China Forces Communist ‘Social Development’ Textbooks on Hong Kong

Students wearing face masks walk to school on the first day of the reopening amid the coro
Zhang Wei/China News Service via Getty Images

China’s effort to impose Communist ideology on the formerly free island of Hong Kong accelerated this week with the introduction of new textbooks that will teach “citizenship” — and edited Communist history — to students. 

The tyrants of Beijing are well aware that students were the driving force behind the huge 2019 pro-democracy movement, and the 2014 “Umbrella Revolution” before that. A few flickers of revolutionary democratic spirit can still be found on Hong Kong campuses.

To suppress future student movements, the tightly controlled government of Hong Kong created a “citizenship” curriculum and ordered six sets of textbooks to promote it — books that have been thoroughly cleansed of content that “incited hatred among citizens and vilified the government” back when the courses were called “Liberal Studies,” as China’s state-run Global Times wrote Tuesday.

The new “citizenship” course was designed to ensure instructors can no longer “convey poisonous political views detrimental to national security in teaching.” Trainers have reportedly been dispatched to schools to make sure teachers hear this message loud and clear. 

As codified in the authoritarian “national security law” Beijing imposed in violation of Hong Kong’s guaranteed autonomy in 2020, all opposition to the Communist Party is considered “detrimental to national security.”

“After the end of the social unrest in 2019, Hong Kong has gradually moved into a stable and positive atmosphere. There have been repeated calls from the education sector for reforms that focus on patriotic education,” the Global Times euphemized.

Or, the head of Hong Kong’s EDB education bureau put it, “It is necessary for schools to teach students to think positively and to love their nation.”

The indoctrination plan includes marching island students off to the Chinese mainland to reinforce the impression that Hong Kong is nothing special:

According to the syllabus, the Citizenship curriculum is divided into three sections – Hong Kong under “one country, two systems,” China since reform and opening-up, and the interconnected contemporary world. Students are also required to participate in a study tour to the Chinese mainland.

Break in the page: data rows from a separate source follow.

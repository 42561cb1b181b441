#![forbid(unsafe_code)]

use std::path::PathBuf;

#[derive(Debug, Clone, Copy, PartialEq, Eq)]
pub enum FileEventKind {
    Created,
    Modified,
    Deleted,
    /// The source lost events; `path` is the watched root.
    Overflow,
}

#[derive(Debug, Clone, Copy, PartialEq, Eq)]
pub enum EntryKind {
    File,
    Directory,
}

#[derive(Debug, Clone, PartialEq, Eq)]
pub struct FileEvent {
    pub path: PathBuf,
    pub kind: FileEventKind,
    pub entry: EntryKind,
}

impl FileEvent {
    pub fn file(path: impl Into<PathBuf>, kind: FileEventKind) -> Self {
        Self {
            path: path.into(),
            kind,
            entry: EntryKind::File,
        }
    }

    pub fn directory(path: impl Into<PathBuf>, kind: FileEventKind) -> Self {
        Self {
            path: path.into(),
            kind,
            entry: EntryKind::Directory,
        }
    }

    pub fn overflow(root: impl Into<PathBuf>) -> Self {
        Self::directory(root, FileEventKind::Overflow)
    }
}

The subject was established to allow students to build a broad knowledge base through the study of topics about Hong Kong, the country and the contemporary world, and to develop a national identity as well as have a global perspective, according to the EDB.

For example, the syllabus lists some key learning points, including the origin of the Hong Kong issue, the history of the city’s return to the motherland, the legal basis of “one country, two systems” and the Basic Law, and the significance of safeguarding national security.

As always, erasing inconvenient chunks of history is a big part of Communist “education.” The South China Morning Post (SCMP) noted Hong Kong’s new textbooks “only briefly discuss the Tiananmen Square crackdown in 1989, with no mention of a commemorative vigil held in the city.”

“Educators said some of the textbooks had compressed details of the event into a page or paragraph, as the revised syllabus was broader, while others were of the view that publishers should avoid taking a stance on the crackdown given much of the related information remained undisclosed,” the SCMP reported. 

In other words, since the Chinese Communist Party refuses to admit how many freedom-seeking people it murdered at Tiananmen Square in 1989, Hong Kong children will be taught to regard the entire incident as an inscrutable mystery, a little question mark in their history books, a shrug. Hong Kong held the largest memorials for Tiananmen victims in the Chinese-speaking world until the Wuhan coronavirus pandemic was deployed as an excuse to crush them in 2020.